→ REQUIRED ACTION
When you print the material, keep every line identical to the original.

→ RECORD EXCERPTS

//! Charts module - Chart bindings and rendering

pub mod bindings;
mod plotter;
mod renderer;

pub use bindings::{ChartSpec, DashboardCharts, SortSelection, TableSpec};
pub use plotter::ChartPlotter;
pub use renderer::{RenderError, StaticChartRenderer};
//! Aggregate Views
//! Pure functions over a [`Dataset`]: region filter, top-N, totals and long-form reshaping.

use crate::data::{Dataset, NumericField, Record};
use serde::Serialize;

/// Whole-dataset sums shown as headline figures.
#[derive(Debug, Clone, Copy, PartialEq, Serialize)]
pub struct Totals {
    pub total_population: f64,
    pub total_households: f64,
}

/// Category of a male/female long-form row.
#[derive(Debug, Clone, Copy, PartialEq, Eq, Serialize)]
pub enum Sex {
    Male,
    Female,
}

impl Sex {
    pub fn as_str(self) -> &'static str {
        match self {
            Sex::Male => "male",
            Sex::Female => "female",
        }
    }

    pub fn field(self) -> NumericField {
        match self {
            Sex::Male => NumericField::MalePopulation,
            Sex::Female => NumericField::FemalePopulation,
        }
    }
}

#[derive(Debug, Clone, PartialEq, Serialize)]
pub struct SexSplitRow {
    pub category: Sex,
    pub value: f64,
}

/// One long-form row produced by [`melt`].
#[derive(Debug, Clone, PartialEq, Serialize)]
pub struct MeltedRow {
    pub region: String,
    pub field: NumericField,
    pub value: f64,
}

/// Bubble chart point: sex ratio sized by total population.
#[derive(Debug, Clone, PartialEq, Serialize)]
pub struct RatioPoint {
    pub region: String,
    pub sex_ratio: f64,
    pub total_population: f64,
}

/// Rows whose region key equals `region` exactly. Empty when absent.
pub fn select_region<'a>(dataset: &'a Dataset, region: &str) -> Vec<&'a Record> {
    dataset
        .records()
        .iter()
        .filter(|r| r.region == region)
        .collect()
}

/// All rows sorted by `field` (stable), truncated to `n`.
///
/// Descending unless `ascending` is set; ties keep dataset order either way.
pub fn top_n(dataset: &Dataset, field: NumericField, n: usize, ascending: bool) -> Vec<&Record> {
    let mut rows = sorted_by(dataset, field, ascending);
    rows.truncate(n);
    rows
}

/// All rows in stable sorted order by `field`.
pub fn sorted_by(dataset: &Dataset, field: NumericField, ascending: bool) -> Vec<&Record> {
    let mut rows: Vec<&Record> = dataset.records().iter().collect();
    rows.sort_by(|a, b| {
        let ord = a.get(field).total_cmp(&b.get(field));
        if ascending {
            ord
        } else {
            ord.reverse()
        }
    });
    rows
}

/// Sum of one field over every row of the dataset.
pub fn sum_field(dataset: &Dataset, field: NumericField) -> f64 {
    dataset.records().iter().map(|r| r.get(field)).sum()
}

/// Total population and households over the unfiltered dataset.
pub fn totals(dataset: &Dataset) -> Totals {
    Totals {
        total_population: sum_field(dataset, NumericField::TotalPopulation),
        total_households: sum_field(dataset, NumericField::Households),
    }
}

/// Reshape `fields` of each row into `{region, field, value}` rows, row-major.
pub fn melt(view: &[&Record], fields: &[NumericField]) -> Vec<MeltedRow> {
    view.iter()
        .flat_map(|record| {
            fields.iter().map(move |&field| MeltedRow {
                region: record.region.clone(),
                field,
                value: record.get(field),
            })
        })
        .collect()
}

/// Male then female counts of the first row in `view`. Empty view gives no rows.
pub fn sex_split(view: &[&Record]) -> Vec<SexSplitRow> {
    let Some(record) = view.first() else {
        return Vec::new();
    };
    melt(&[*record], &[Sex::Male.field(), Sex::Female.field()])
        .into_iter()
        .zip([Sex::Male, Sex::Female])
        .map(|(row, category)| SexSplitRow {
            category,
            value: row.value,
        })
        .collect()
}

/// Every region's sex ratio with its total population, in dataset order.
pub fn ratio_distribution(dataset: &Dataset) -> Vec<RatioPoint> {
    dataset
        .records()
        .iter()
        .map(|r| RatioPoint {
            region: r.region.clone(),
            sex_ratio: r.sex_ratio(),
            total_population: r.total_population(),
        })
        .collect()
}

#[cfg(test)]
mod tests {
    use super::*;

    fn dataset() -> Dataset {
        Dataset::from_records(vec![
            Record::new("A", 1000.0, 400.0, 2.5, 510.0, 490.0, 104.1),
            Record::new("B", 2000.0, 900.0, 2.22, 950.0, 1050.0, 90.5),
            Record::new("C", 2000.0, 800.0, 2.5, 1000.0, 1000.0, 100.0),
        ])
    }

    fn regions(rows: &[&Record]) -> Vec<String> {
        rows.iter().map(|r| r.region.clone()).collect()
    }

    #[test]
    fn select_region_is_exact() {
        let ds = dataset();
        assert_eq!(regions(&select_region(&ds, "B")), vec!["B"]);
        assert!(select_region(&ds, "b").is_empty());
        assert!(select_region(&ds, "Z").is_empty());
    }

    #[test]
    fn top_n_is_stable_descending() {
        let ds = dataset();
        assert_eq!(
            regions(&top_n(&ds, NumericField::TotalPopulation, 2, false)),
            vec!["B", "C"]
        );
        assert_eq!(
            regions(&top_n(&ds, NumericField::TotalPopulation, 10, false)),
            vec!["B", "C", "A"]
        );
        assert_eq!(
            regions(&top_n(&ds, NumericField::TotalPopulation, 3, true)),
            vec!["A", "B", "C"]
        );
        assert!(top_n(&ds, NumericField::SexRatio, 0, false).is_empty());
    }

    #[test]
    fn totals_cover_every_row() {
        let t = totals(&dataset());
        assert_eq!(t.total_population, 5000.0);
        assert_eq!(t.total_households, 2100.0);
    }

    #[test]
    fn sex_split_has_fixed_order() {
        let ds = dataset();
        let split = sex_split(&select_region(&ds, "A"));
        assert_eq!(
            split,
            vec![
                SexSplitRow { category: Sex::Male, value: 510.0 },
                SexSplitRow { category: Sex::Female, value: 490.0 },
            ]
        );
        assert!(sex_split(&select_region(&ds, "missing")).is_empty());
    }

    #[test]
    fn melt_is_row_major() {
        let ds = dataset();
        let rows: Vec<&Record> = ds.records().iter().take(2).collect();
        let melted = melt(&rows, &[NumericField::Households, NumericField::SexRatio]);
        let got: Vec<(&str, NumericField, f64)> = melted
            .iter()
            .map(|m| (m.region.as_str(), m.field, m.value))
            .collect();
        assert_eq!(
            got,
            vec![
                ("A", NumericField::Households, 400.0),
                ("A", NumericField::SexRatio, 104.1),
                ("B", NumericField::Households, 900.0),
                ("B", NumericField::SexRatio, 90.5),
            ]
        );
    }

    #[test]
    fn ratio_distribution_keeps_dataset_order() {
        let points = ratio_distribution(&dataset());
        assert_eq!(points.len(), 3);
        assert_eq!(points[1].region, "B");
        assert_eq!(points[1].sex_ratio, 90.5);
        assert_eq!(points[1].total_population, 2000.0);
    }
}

→ SOLUTION TO THIS EXERCISE
//! Charts module - Chart bindings and rendering

pub mod bindings;
mod plotter;
mod renderer;

pub use bindings::{ChartSpec, DashboardCharts, SortSelection, TableSpec};
pub use plotter::ChartPlotter;
pub use renderer::{RenderError, StaticChartRenderer};
//! Aggregate Views
//! Pure functions over a [`Dataset`]: region filter, top-N, totals and long-form reshaping.

use crate::data::{Dataset, NumericField, Record};
use serde::Serialize;

/// Whole-dataset sums shown as headline figures.
#[derive(Debug, Clone, Copy, PartialEq, Serialize)]
pub struct Totals {
    pub total_population: f64,
    pub total_households: f64,
}

/// Category of a male/female long-form row.
#[derive(Debug, Clone, Copy, PartialEq, Eq, Serialize)]
pub enum Sex {
    Male,
    Female,
}

impl Sex {
    pub fn as_str(self) -> &'static str {
        match self {
            Sex::Male => "male",
            Sex::Female => "female",
        }
    }

    pub fn field(self) -> NumericField {
        match self {
            Sex::Male => NumericField::MalePopulation,
            Sex::Female => NumericField::FemalePopulation,
        }
    }
}

#[derive(Debug, Clone, PartialEq, Serialize)]
pub struct SexSplitRow {
    pub category: Sex,
    pub value: f64,
}

/// One long-form row produced by [`melt`].
#[derive(Debug, Clone, PartialEq, Serialize)]
pub struct MeltedRow {
    pub region: String,
    pub field: NumericField,
    pub value: f64,
}

/// Bubble chart point: sex ratio sized by total population.
#[derive(Debug, Clone, PartialEq, Serialize)]
pub struct RatioPoint {
    pub region: String,
    pub sex_ratio: f64,
    pub total_population: f64,
}

/// Rows whose region key equals `region` exactly. Empty when absent.
pub fn select_region<'a>(dataset: &'a Dataset, region: &str) -> Vec<&'a Record> {
    dataset
        .records()
        .iter()
        .filter(|r| r.region == region)
        .collect()
}

/// All rows sorted by `field` (stable), truncated to `n`.
///
/// Descending unless `ascending` is set; ties keep dataset order either way.
pub fn top_n(dataset: &Dataset, field: NumericField, n: usize, ascending: bool) -> Vec<&Record> {
    let mut rows = sorted_by(dataset, field, ascending);
    rows.truncate(n);
    rows
}

/// All rows in stable sorted order by `field`.
pub fn sorted_by(dataset: &Dataset, field: NumericField, ascending: bool) -> Vec<&Record> {
    let mut rows: Vec<&Record> = dataset.records().iter().collect();
    rows.sort_by(|a, b| {
        let ord = a.get(field).total_cmp(&b.get(field));
        if ascending {
            ord
        } else {
            ord.reverse()
        }
    });
    rows
}

/// Sum of one field over every row of the dataset.
pub fn sum_field(dataset: &Dataset, field: NumericField) -> f64 {
    dataset.records().iter().map(|r| r.get(field)).sum()
}

/// Total population and households over the unfiltered dataset.
pub fn totals(dataset: &Dataset) -> Totals {
    Totals {
        total_population: sum_field(dataset, NumericField::TotalPopulation),
        total_households: sum_field(dataset, NumericField::Households),
    }
}

/// Reshape `fields` of each row into `{region, field, value}` rows, row-major.
pub fn melt(view: &[&Record], fields: &[NumericField]) -> Vec<MeltedRow> {
    view.iter()
        .flat_map(|record| {
            fields.iter().map(move |&field| MeltedRow {
                region: record.region.clone(),
                field,
                value: record.get(field),
            })
        })
        .collect()
}

/// Male then female counts of the first row in `view`. Empty view gives no rows.
pub fn sex_split(view: &[&Record]) -> Vec<SexSplitRow> {
    let Some(record) = view.first() else {
        return Vec::new();
    };
    melt(&[*record], &[Sex::Male.field(), Sex::Female.field()])
        .into_iter()
        .zip([Sex::Male, Sex::Female])
        .map(|(row, category)| SexSplitRow {
            category,
            value: row.value,
        })
        .collect()
}

/// Every region's sex ratio with its total population, in dataset order.
pub fn ratio_distribution(dataset: &Dataset) -> Vec<RatioPoint> {
    dataset
        .records()
        .iter()
        .map(|r| RatioPoint {
            region: r.region.clone(),
            sex_ratio: r.sex_ratio(),
            total_population: r.total_population(),
        })
        .collect()
}

#[cfg(test)]
mod tests {
    use super::*;

    fn dataset() -> Dataset {
        Dataset::from_records(vec![
            Record::new("A", 1000.0, 400.0, 2.5, 510.0, 490.0, 104.1),
            Record::new("B", 2000.0, 900.0, 2.22, 950.0, 1050.0, 90.5),
            Record::new("C", 2000.0, 800.0, 2.5, 1000.0, 1000.0, 100.0),
        ])
    }

    fn regions(rows: &[&Record]) -> Vec<String> {
        rows.iter().map(|r| r.region.clone()).collect()
    }

    #[test]
    fn select_region_is_exact() {
        let ds = dataset();
        assert_eq!(regions(&select_region(&ds, "B")), vec!["B"]);
        assert!(select_region(&ds, "b").is_empty());
        assert!(select_region(&ds, "Z").is_empty());
    }

    #[test]
    fn top_n_is_stable_descending() {
        let ds = dataset();
        assert_eq!(
            regions(&top_n(&ds, NumericField::TotalPopulation, 2, false)),
            vec!["B", "C"]
        );
        assert_eq!(
            regions(&top_n(&ds, NumericField::TotalPopulation, 10, false)),
            vec!["B", "C", "A"]
        );
        assert_eq!(
            regions(&top_n(&ds, NumericField::TotalPopulation, 3, true)),
            vec!["A", "B", "C"]
        );
        assert!(top_n(&ds, NumericField::SexRatio, 0, false).is_empty());
    }

    #[test]
    fn totals_cover_every_row() {
        let t = totals(&dataset());
        assert_eq!(t.total_population, 5000.0);
        assert_eq!(t.total_households, 2100.0);
    }

    #[test]
    fn sex_split_has_fixed_order() {
        let ds = dataset();
        let split = sex_split(&select_region(&ds, "A"));
        assert_eq!(
            split,
            vec![
                SexSplitRow { category: Sex::Male, value: 510.0 },
                SexSplitRow { category: Sex::Female, value: 490.0 },
            ]
        );
        assert!(sex_split(&select_region(&ds, "missing")).is_empty());
    }

    #[test]
    fn melt_is_row_major() {
        let ds = dataset();
        let rows: Vec<&Record> = ds.records().iter().take(2).collect();
        let melted = melt(&rows, &[NumericField::Households, NumericField::SexRatio]);
        let got: Vec<(&str, NumericField, f64)> = melted
            .iter()
            .map(|m| (m.region.as_str(), m.field, m.value))
            .collect();
        assert_eq!(
            got,
            vec![
                ("A", NumericField::Households, 400.0),
                ("A", NumericField::SexRatio, 104.1),
                ("B", NumericField::Households, 900.0),
                ("B", NumericField::SexRatio, 90.5),
            ]
        );
    }

    #[test]
    fn ratio_distribution_keeps_dataset_order() {
        let points = ratio_distribution(&dataset());
        assert_eq!(points.len(), 3);
        assert_eq!(points[1].region, "B");
        assert_eq!(points[1].sex_ratio, 90.5);
        assert_eq!(points[1].total_population, 2000.0);
    }
}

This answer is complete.